Isoproterenol-induced Cardiac Dysfunction in Male and Female C57Bl/6 Mice

Abstract

ABSTRACTSex-related differences in cardiovascular diseases are complex and context-dependent. The objective of this work was to comprehensively determine key sex differences in the response to acute and chronic adrenergic stimulation in C57Bl/6 mice. Cardiac function was assessed by trans-thoracic echocardiography before and after acute adrenergic stimulation (a single sub-cutaneous dose of isoproterenol 10 mg/kg) in male and female C57Bl/6 mice. Thereafter, chronic adrenergic stimulation was achieved by sub-cutaneous injections of isoproterenol 10 mg/kg/day for 14 days in male and female mice. Cardiac function and morphometry were assessed by trans-thoracic echocardiography on the 15th day. Thereafter, the mice were euthanized and the hearts were collected. Histopathological analysis of myocardial tissue was performed after staining with hematoxylin & eosin, trichrome, and MAC-2 antibody.
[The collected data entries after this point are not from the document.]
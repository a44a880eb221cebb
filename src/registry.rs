//! The autowiring registry
//!
//! A `Registry` holds the bindings of one autowiring scope together with the
//! property map it shares with the built-in [`Properties`] binding.

use crate::storage::BindingStorage;
use crate::{Binding, DiError, Injectable, Instance, IntoConstructor, Properties, Provided, Result, TypeKey};
use std::sync::Arc;

#[cfg(feature = "logging")]
use tracing::{debug, trace};

/// Registry of type bindings with lazy, recursive constructor injection.
///
/// Registration and resolution take `&mut self`; a registry is meant to be
/// driven from one place at a time. See [`crate::global`] for the
/// process-wide default registry.
///
/// # Examples
///
/// ```rust
/// use autowire::Registry;
///
/// #[derive(Clone)]
/// struct Work { description: String }
///
/// struct Employee { work: Work }
///
/// let mut registry = Registry::new();
/// registry.bind(Work { description: "typing".into() }).unwrap();
/// registry
///     .bind_constructor::<Employee, _>(|work: Work| Employee { work }, false)
///     .unwrap();
///
/// let employee = registry.resolve::<Employee>(false).unwrap();
/// assert_eq!(employee.work.description, "typing");
/// ```
pub struct Registry {
    storage: BindingStorage,
    properties: Properties,
}

impl Registry {
    /// Create a registry holding only the built-in `Properties` binding.
    #[inline]
    pub fn new() -> Self {
        Self::with_capacity(0)
    }

    /// Create a registry with room for `capacity` bindings besides the
    /// built-in one.
    pub fn with_capacity(capacity: usize) -> Self {
        let properties = Properties::new();
        let mut storage = BindingStorage::with_capacity(capacity + 1);
        storage.insert(Binding::new(
            TypeKey::of::<Properties>(),
            Instance::new(properties.clone()),
            false,
            false,
        ));

        #[cfg(feature = "logging")]
        debug!(target: "autowire", "Creating new registry");

        Self {
            storage,
            properties,
        }
    }

    // =========================================================================
    // Registration Methods
    // =========================================================================

    /// Bind a plain value under its own type.
    ///
    /// Re-binding a type replaces the previous binding in place.
    #[inline]
    pub fn bind<T: Injectable>(&mut self, value: T) -> Result<()> {
        self.register(TypeKey::of::<T>(), Instance::new(value), false, false)
    }

    /// Bind a value already behind an `Arc`, keeping the allocation.
    #[inline]
    pub fn bind_arc<T: Injectable>(&mut self, value: Arc<T>) -> Result<()> {
        self.register(TypeKey::of::<T>(), Instance::from_arc(value), false, false)
    }

    /// Bind a constructor producing `T`.
    ///
    /// Each constructor parameter is resolved from the registry by its exact
    /// type when `T` is resolved. With `prototype` set, every resolution
    /// invokes the constructor again; otherwise the first result is cached.
    ///
    /// Fails without touching the registry when the constructor produces
    /// nothing or produces a type other than `T`.
    ///
    /// ```rust
    /// use autowire::Registry;
    ///
    /// struct Report(String);
    ///
    /// let mut registry = Registry::new();
    /// let err = registry
    ///     .bind_constructor::<Report, _>(|| String::from("oops"), false)
    ///     .unwrap_err();
    /// assert!(err.is_validation());
    /// assert!(!registry.contains::<Report>());
    /// ```
    #[inline]
    pub fn bind_constructor<T: Injectable, Args>(
        &mut self,
        ctor: impl IntoConstructor<Args>,
        prototype: bool,
    ) -> Result<()> {
        self.register(TypeKey::of::<T>(), ctor.into_constructor(), true, prototype)
    }

    /// Type-erased registration underlying `bind` and `bind_constructor`.
    ///
    /// The binding is validated first; a rejected binding leaves the
    /// registry unchanged.
    pub fn register(
        &mut self,
        target: TypeKey,
        provided: impl Into<Provided>,
        is_constructor: bool,
        prototype: bool,
    ) -> Result<()> {
        let binding = Binding::new(target, provided, is_constructor, prototype);

        if let Err(err) = binding.validate(is_constructor) {
            #[cfg(feature = "logging")]
            debug!(
                target: "autowire",
                service = target.name(),
                error = %err,
                "Rejected binding"
            );
            return Err(err);
        }

        let _replaced = self.storage.insert(binding);

        #[cfg(feature = "logging")]
        debug!(
            target: "autowire",
            service = target.name(),
            constructor = is_constructor,
            prototype = prototype,
            replaced = _replaced,
            binding_count = self.storage.len(),
            "Registered binding"
        );

        Ok(())
    }

    /// Insert or overwrite a property.
    ///
    /// The map is shared with every injected [`Properties`] handle.
    #[inline]
    pub fn set_property<V: Injectable>(&self, key: impl Into<String>, value: V) {
        self.properties.set(key, value);
    }

    /// Handle to this registry's property map
    #[inline]
    pub fn properties(&self) -> Properties {
        self.properties.clone()
    }

    // =========================================================================
    // Resolution Methods
    // =========================================================================

    /// Resolve `T` with all its dependencies.
    ///
    /// With `force_rebind`, cached values along the whole dependency chain
    /// are ignored and recomputed.
    pub fn resolve<T: Injectable>(&mut self, force_rebind: bool) -> Result<Arc<T>> {
        #[cfg(feature = "logging")]
        trace!(
            target: "autowire",
            service = std::any::type_name::<T>(),
            force_rebind = force_rebind,
            "Resolving binding"
        );

        let instance = self.resolve_key(&TypeKey::of::<T>(), force_rebind)?;
        downcast::<T>(&instance)
    }

    /// Type-erased form of [`resolve`](Self::resolve).
    #[inline]
    pub fn resolve_key(&mut self, key: &TypeKey, force_rebind: bool) -> Result<Instance> {
        self.storage.resolve_key(key, force_rebind)
    }

    /// Resolve `T`, returning `None` on any failure.
    #[inline]
    pub fn try_resolve<T: Injectable>(&mut self, force_rebind: bool) -> Option<Arc<T>> {
        self.resolve::<T>(force_rebind).ok()
    }

    /// Resolve a one-off constructor against this registry.
    ///
    /// The constructor is validated like a registered one, but it is never
    /// stored. Its dependencies are resolved against a scratch copy of the
    /// bindings, so neither the result nor anything built on the way is
    /// cached for later lookups.
    pub fn resolve_with_constructor<T: Injectable, Args>(
        &self,
        ctor: impl IntoConstructor<Args>,
        force_rebind: bool,
    ) -> Result<Arc<T>> {
        let mut binding = Binding::new(TypeKey::of::<T>(), ctor.into_constructor(), true, false);
        binding.validate(true)?;

        #[cfg(feature = "logging")]
        trace!(
            target: "autowire",
            service = std::any::type_name::<T>(),
            force_rebind = force_rebind,
            "Resolving ad hoc constructor"
        );

        let mut scope = self.storage.clone();
        let instance = binding.resolve(&mut scope, force_rebind)?;
        downcast::<T>(&instance)
    }

    // =========================================================================
    // Query Methods
    // =========================================================================

    /// Check if a binding for `T` is registered.
    #[inline]
    pub fn contains<T: Injectable>(&self) -> bool {
        self.storage.contains(&TypeKey::of::<T>())
    }

    /// The binding registered for `key`
    #[inline]
    pub fn binding(&self, key: &TypeKey) -> Option<&Binding> {
        self.storage.get(key)
    }

    /// Number of bindings, including the built-in `Properties` binding.
    #[inline]
    pub fn len(&self) -> usize {
        self.storage.len()
    }

    /// Always `false`: the built-in `Properties` binding is never removed.
    #[inline]
    pub fn is_empty(&self) -> bool {
        self.storage.is_empty()
    }

    /// Bound types in registration order.
    pub fn registered_types(&self) -> Vec<TypeKey> {
        self.storage.type_keys()
    }
}

fn downcast<T: Injectable>(instance: &Instance) -> Result<Arc<T>> {
    instance
        .downcast::<T>()
        .ok_or_else(|| DiError::not_convertible(instance.type_key(), TypeKey::of::<T>()))
}

impl Default for Registry {
    fn default() -> Self {
        Self::new()
    }
}

impl std::fmt::Debug for Registry {
    fn fmt(&self, f: &mut std::fmt::Formatter<'_>) -> std::fmt::Result {
        f.debug_struct("Registry")
            .field("bindings", &self.storage)
            .field("properties", &self.properties)
            .finish()
    }
}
Gene expression of remodeling and fibrotic markers was assessed by real-time PCR. Cardiac function and morphometry were also measured before and after isoproterenol 10 mg/kg/day for 14 days in groups of gonadectomized male and female mice and sham-operated controls. In the current work, there were no statistically significant differences in key echocardiographic parameters between male and female C57Bl/6 mice in response to acute adrenergic stimulation. After chronic adrenergic stimulation, there was similar degree of cardiac dysfunction, cardiac hypertrophy, and myocardial fibrosis in male and female mice. Similarly, chronic isoproterenol administration induced hypertrophic and fibrotic genes in hearts of male and female mice to the same extent. Intriguingly, gonadectomy of male and female mice did not have a significant impact on isoproterenol-induced cardiac dysfunction as compared to sham-operated animals. The current work demonstrated lack of significant sex-related differences in isoproterenol-induced cardiac hypertrophy, dysfunction, and fibrosis in C57Bl/6 mice. This study suggests that female sex may not be sufficient to protect the heart against a severe pathologic stimulus and underscores the notion that sexual dimorphism in cardiovascular diseases is highly model-dependent.